A última notícia


A última notícia que tive de mim foi de você 
Que me disse que eu havia me perdido 
E que achava que eu não podia ir tão longe
Mas fui
E me perdi
Você disse que eu já não era mais a mesma.

"Como você me deixou eu me perder?!", gritei indignada.
"Você se perdeu sozinha, foi impossível mantê-la aqui. Você sabia que era um caminho sem volta", retrucou.

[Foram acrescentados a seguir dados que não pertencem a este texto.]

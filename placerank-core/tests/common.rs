#![allow(dead_code)]

use std::sync::{Arc, Mutex, OnceLock};

use anyhow::{anyhow, Result};
use async_trait::async_trait;
use placerank_core::session::ListingSession;
use placerank_core::types::ListEntry;
use url::Url;

static INIT_PATH: OnceLock<std::path::PathBuf> = OnceLock::new();

pub fn init_test_tracing() {
    let _ = INIT_PATH.get_or_init(|| {
        let config = placerank_common::observability::LogConfig {
            app_name: "placerank-tests",
            log_dir: Some(std::env::temp_dir().join("placerank-tests")),
            emit_stderr: true,
            default_filter: "debug",
            ..placerank_common::observability::LogConfig::default()
        };
        placerank_common::observability::init_logging(config).unwrap_or_default()
    });
}

/// How a scripted list-view toggle behaves when the finder probes for it.
#[derive(Debug, Clone, Copy, PartialEq, Eq)]
pub enum Toggle {
    Clickable,
    Missing,
    Broken,
}

/// Call counters shared with the test after the finder consumes the session.
#[derive(Debug, Default)]
pub struct SessionLog {
    pub navigations: usize,
    pub css_attempts: usize,
    pub text_attempts: usize,
    pub focused: usize,
    pub scan_passes: usize,
    pub scrolls: usize,
    pub closes: usize,
}

/// Scripted stand-in for a browser session: serves one entry snapshot per
/// scan pass (the last snapshot repeats) and records every call.
pub struct MockSession {
    pages: Vec<Vec<ListEntry>>,
    css_toggle: Toggle,
    text_toggle: Toggle,
    fail_navigation: bool,
    log: Arc<Mutex<SessionLog>>,
}

impl MockSession {
    pub fn new(pages: Vec<Vec<ListEntry>>) -> Self {
        Self {
            pages,
            css_toggle: Toggle::Missing,
            text_toggle: Toggle::Missing,
            fail_navigation: false,
            log: Arc::default(),
        }
    }

    pub fn with_css_toggle(mut self, toggle: Toggle) -> Self {
        self.css_toggle = toggle;
        self
    }

    pub fn with_text_toggle(mut self, toggle: Toggle) -> Self {
        self.text_toggle = toggle;
        self
    }

    pub fn failing_navigation(mut self) -> Self {
        self.fail_navigation = true;
        self
    }

    pub fn log_handle(&self) -> Arc<Mutex<SessionLog>> {
        Arc::clone(&self.log)
    }

    fn page_for_pass(&self, pass: usize) -> Vec<ListEntry> {
        self.pages
            .get(pass)
            .or_else(|| self.pages.last())
            .cloned()
            .unwrap_or_default()
    }
}

fn toggle_outcome(toggle: Toggle) -> Result<bool> {
    match toggle {
        Toggle::Clickable => Ok(true),
        Toggle::Missing => Ok(false),
        Toggle::Broken => Err(anyhow!("stale element reference")),
    }
}

#[async_trait]
impl ListingSession for MockSession {
    async fn navigate(&mut self, _url: &Url) -> Result<()> {
        self.log.lock().unwrap().navigations += 1;
        if self.fail_navigation {
            return Err(anyhow!("net::ERR_NAME_NOT_RESOLVED"));
        }
        Ok(())
    }

    async fn click_toggle_by_css(&mut self, _selector: &str, _label: &str) -> Result<bool> {
        self.log.lock().unwrap().css_attempts += 1;
        toggle_outcome(self.css_toggle)
    }

    async fn click_toggle_by_text(&mut self, _label: &str) -> Result<bool> {
        self.log.lock().unwrap().text_attempts += 1;
        toggle_outcome(self.text_toggle)
    }

    async fn focus_results(&mut self) -> Result<()> {
        self.log.lock().unwrap().focused += 1;
        Ok(())
    }

    async fn visible_entries(
        &mut self,
        _item_selector: &str,
        _ad_attribute: &str,
    ) -> Result<Vec<ListEntry>> {
        let pass = {
            let mut log = self.log.lock().unwrap();
            let pass = log.scan_passes;
            log.scan_passes += 1;
            pass
        };
        Ok(self.page_for_pass(pass))
    }

    async fn scroll_to_end(&mut self) -> Result<()> {
        self.log.lock().unwrap().scrolls += 1;
        Ok(())
    }

    async fn close(&mut self) -> Result<()> {
        self.log.lock().unwrap().closes += 1;
        Ok(())
    }
}

pub fn organic(index: usize, text: &str) -> ListEntry {
    ListEntry::derive(index, text.to_string(), None)
}

pub fn sponsored(index: usize, text: &str) -> ListEntry {
    ListEntry::derive(index, text.to_string(), Some("salt*e-banner"))
}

Hoje sou uma gigante que vive numa velha mansão de janelas azuis del-rey feitas de madeira de lei
Uma gigante que só sai do quarto para aterrorizar os novos moradores 
Eles se assustam comigo

Sou eu quem testa as montanhas-russas dos meus sonhos
Elas estão quebradas 
Mas não caio
E sinto frio na barriga 

Posso ser um bebê que, depois de acidentado, vai a um hospital
Mas ninguém liga para meus machucados

Sou aquela que eu nunca queria ter sido
Sou mais fera do que bela.

Camila Oleski

O poema feio

Tentei buscar por palavras para uma tradução fiel do que sinto nesse momento
Mas o que achei foram silabas que, quem sabe, unidas podem até formar uma oração.
É inútil buscar explicação

À noite a dor aumenta
Deitada na cama,
Só com o pensamento gritando fatos
É uma tortura
Fico tentando tirar os nós
Eles são apertados
Até quando?

Eu sou a presa que,
No último nanossegundo antes de receber a fincada dos dentes do algoz na jugular, desiste e se entrega.
(É isso que se vê nos meus olhos de quem morre?)

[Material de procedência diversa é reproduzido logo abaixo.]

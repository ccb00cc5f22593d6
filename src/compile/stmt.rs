use log::trace;

use super::symbols::Validity;
use super::{Compiler, Frame, Operand, RET_ADDR};
use crate::asm::ir::Init;
use crate::compile_error::{CompileError, Locate};
use crate::lang::node::{BinOp, Expr, ExprKind, Stmt, StmtKind};
use crate::lang::types::Type;

impl Compiler<'_> {
    pub(super) fn gen_block(&mut self, body: &[Stmt]) -> Result<(), CompileError> {
        for stmt in body {
            self.gen_stmt(stmt).at(stmt.pos)?;
        }
        Ok(())
    }

    pub(super) fn gen_stmt(&mut self, stmt: &Stmt) -> Result<(), CompileError> {
        trace!("{}: {}", stmt.pos, stmt.kind.describe());
        match &stmt.kind {
            StmtKind::Assign { target, value } => self.gen_assign(target, value),
            StmtKind::AugAssign { target, op, value } => self.gen_aug_assign(target, *op, value),
            StmtKind::If { test, body, orelse } => self.gen_if(test, body, orelse),
            StmtKind::While { test, body, orelse } => {
                if !orelse.is_empty() {
                    return Err(CompileError::unsupported("`else` clause on a while loop"));
                }
                self.gen_while(test, body)
            }
            StmtKind::Return(value) => self.gen_return(value.as_ref()),
            StmtKind::Expr(value) => self.gen_expr_stmt(value),
            StmtKind::Global(names) => {
                for name in names {
                    self.vars.mark_exported(name);
                }
                Ok(())
            }
            StmtKind::Import(_) | StmtKind::ImportFrom { .. } | StmtKind::Pass => Ok(()),
            StmtKind::FunctionDef(def) => Err(CompileError::unsupported(format!(
                "nested definition of '{}'",
                def.name
            ))),
            other @ (StmtKind::For | StmtKind::Break | StmtKind::Continue | StmtKind::Other(_)) => {
                Err(CompileError::unsupported(other.describe()))
            }
        }
    }

    // =========================================================================
    // Assignment
    // =========================================================================

    fn gen_assign(&mut self, target: &Expr, value: &Expr) -> Result<(), CompileError> {
        match &target.kind {
            ExprKind::Name(name) => self.assign_name(name, value),
            ExprKind::Subscript {
                value: container,
                index,
            } => {
                // container[index] = value  =>  container.Set(index, value)
                let receiver = self.value(container)?;
                let index = self.value(index)?;
                let item = self.value(value)?;
                self.instance_call(receiver, "Set", vec![index, item])
                    .at(target.pos)?;
                Ok(())
            }
            other => Err(CompileError::unsupported(format!("assignment to {}", other.describe()))
                .at(target.pos)),
        }
    }

    /// `target op= value` is `target = target op value`.
    fn gen_aug_assign(&mut self, target: &Expr, op: BinOp, value: &Expr) -> Result<(), CompileError> {
        let combined = Expr::new(
            ExprKind::BinOp {
                left: Box::new(target.clone()),
                op,
                right: Box::new(value.clone()),
            },
            target.pos,
        );
        self.gen_assign(target, &combined)
    }

    fn assign_name(&mut self, name: &str, value: &Expr) -> Result<(), CompileError> {
        let src = self.expr(value)?;
        let dst = self.resolve(name);
        match src {
            Operand::Nothing => {
                if self.vars.contains(&dst) {
                    Err(CompileError::type_mismatch(format!(
                        "cannot assign a call without a result to '{}'",
                        name
                    )))
                } else {
                    self.vars.declare(&dst, &Type::Void, Init::Null)
                }
            }
            // `x = SystemInt32` declares `x` without initializing it.
            Operand::TypeRef(ty) => self.vars.declare(&dst, &ty, Init::Null),
            Operand::Var(src) => {
                let ty = self.type_of(&src)?;
                match self.vars.validate_type(&dst, &ty) {
                    Validity::NotExist => self.vars.declare(&dst, &ty, Init::Null)?,
                    Validity::Valid => {}
                    Validity::Invalid => {
                        let declared = self.type_of(&dst)?;
                        return Err(CompileError::type_mismatch(format!(
                            "cannot assign {} to '{}' of type {}",
                            ty, name, declared
                        ))
                        .with_hint(format!("convert explicitly, e.g. `{}(...)`", declared)));
                    }
                }
                self.emitter.assign(&dst, &src);
                Ok(())
            }
        }
    }

    /// `name = <literal>` at module level, for a name not declared yet: the
    /// literal becomes the variable's data-segment initializer and no code is
    /// emitted. Returns `false` when the assignment needs code.
    pub(super) fn gen_data_init(&mut self, target: &Expr, value: &Expr) -> Result<bool, CompileError> {
        let ExprKind::Name(name) = &target.kind else {
            return Ok(false);
        };
        if self.vars.contains(name) {
            return Ok(false);
        }
        let Some((ty, init)) = self.literal_init(value)? else {
            return Ok(false);
        };
        self.vars.declare(name, &ty, init)?;
        Ok(true)
    }

    // =========================================================================
    // Control flow
    // =========================================================================

    /// Lower a condition and check it is a Boolean.
    fn condition(&mut self, test: &Expr) -> Result<String, CompileError> {
        let var = self.value(test)?;
        let ty = self.type_of(&var)?;
        if ty != Type::boolean() {
            return Err(CompileError::type_mismatch(format!("condition must be SystemBoolean, found {}", ty))
                .at(test.pos));
        }
        Ok(var)
    }

    fn gen_if(&mut self, test: &Expr, body: &[Stmt], orelse: &[Stmt]) -> Result<(), CompileError> {
        let else_label = self.emitter.fresh_label("else_label");
        let end_label = self.emitter.fresh_label("if_end_label");

        let cond = self.condition(test)?;
        self.emitter.jump_if_false(&cond, else_label);
        self.gen_block(body)?;
        self.emitter.jump(end_label);
        self.emitter.bind(else_label)?;
        self.gen_block(orelse)?;
        self.emitter.bind(end_label)
    }

    fn gen_while(&mut self, test: &Expr, body: &[Stmt]) -> Result<(), CompileError> {
        let top = self.emitter.fresh_label("while_label");
        let end = self.emitter.fresh_label("while_end_label");

        self.emitter.bind(top)?;
        let cond = self.condition(test)?;
        self.emitter.jump_if_false(&cond, end);
        self.gen_block(body)?;
        self.emitter.jump(top);
        self.emitter.bind(end)
    }

    fn gen_return(&mut self, value: Option<&Expr>) -> Result<(), CompileError> {
        let ret = match &self.scope.frame {
            Frame::Function { ret } => ret.clone(),
            Frame::Event => {
                if value.is_some() {
                    return Err(CompileError::type_mismatch("an event cannot return a value"));
                }
                // Leaving an event halts the VM.
                self.emitter.end();
                return Ok(());
            }
            Frame::Module => return Err(CompileError::unsupported("return outside of a function")),
        };

        let Some(value) = value else {
            if !ret.is_void() {
                return Err(CompileError::type_mismatch(format!("missing return value of type {}", ret)));
            }
            self.emitter.ret(RET_ADDR, None);
            return Ok(());
        };

        if ret.is_void() {
            return Err(CompileError::type_mismatch("a function without a return type cannot return a value")
                .with_hint("annotate the function with `-> <type>`"));
        }

        self.emitter.pop_into(RET_ADDR);
        let var = self.value(value)?;
        let ty = self.type_of(&var)?;
        if ty != ret {
            return Err(CompileError::type_mismatch(format!("expected return value of type {}, found {}", ret, ty))
                .at(value.pos));
        }
        self.emitter.leave(RET_ADDR, Some(&var));
        Ok(())
    }

    /// An expression evaluated for its effects. A user call's result is
    /// dropped from the stack.
    fn gen_expr_stmt(&mut self, value: &Expr) -> Result<(), CompileError> {
        match &value.kind {
            ExprKind::Call { func, args } => {
                self.call(func, args, true).at(value.pos)?;
            }
            _ => {
                self.expr(value)?;
            }
        }
        Ok(())
    }
}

Vou deixar o rio levar toda a minha mágoa
Lavar meus cabelos que deixei crescer com o meu amor
Lavar minha dor
E quem sabe meu bem querer

Até quando vai fugir de mim?
Até quando privar-me-á da verdade?
As letras saem doloridas e turvas pelas lágrimas

Nada disso traduz a verdade de um coração traído
Nada
Achei lágrima,  dor e tristeza

Quando olho, é feio.
O poema feio
Esse será o nome.

O molde


Pierre era um artista plástico renomado por esculpir manequins perfeitos. Foi durante uma exposição de pinturas de estilo renascentista que conheceu Caliandra. Ele queria ter novas ideias e inspirações para seu trabalho, e ela era apenas visitante. Pierre a convidou para fazer seu molde, para ser seu manequim, “Seu corpo é simplesmente perfeito!”, bajulou. Ela aceitou e nunca mais foi vista.

No mês seguinte, Pierre iria fazer uma enorme exposição que levaria seu próprio nome e todos os seus trabalhos: a verdadeira expressão da sua arte. Foi um grande alvoroço.

O formato do seu corpo era perfeito, uma escultura semelhante à do “Escravo moribundo”, de Michelangelo. Sua expressão de medo e angústia mobilizou o público. Para todos, ficou claro que se tratava de uma exposição póstuma.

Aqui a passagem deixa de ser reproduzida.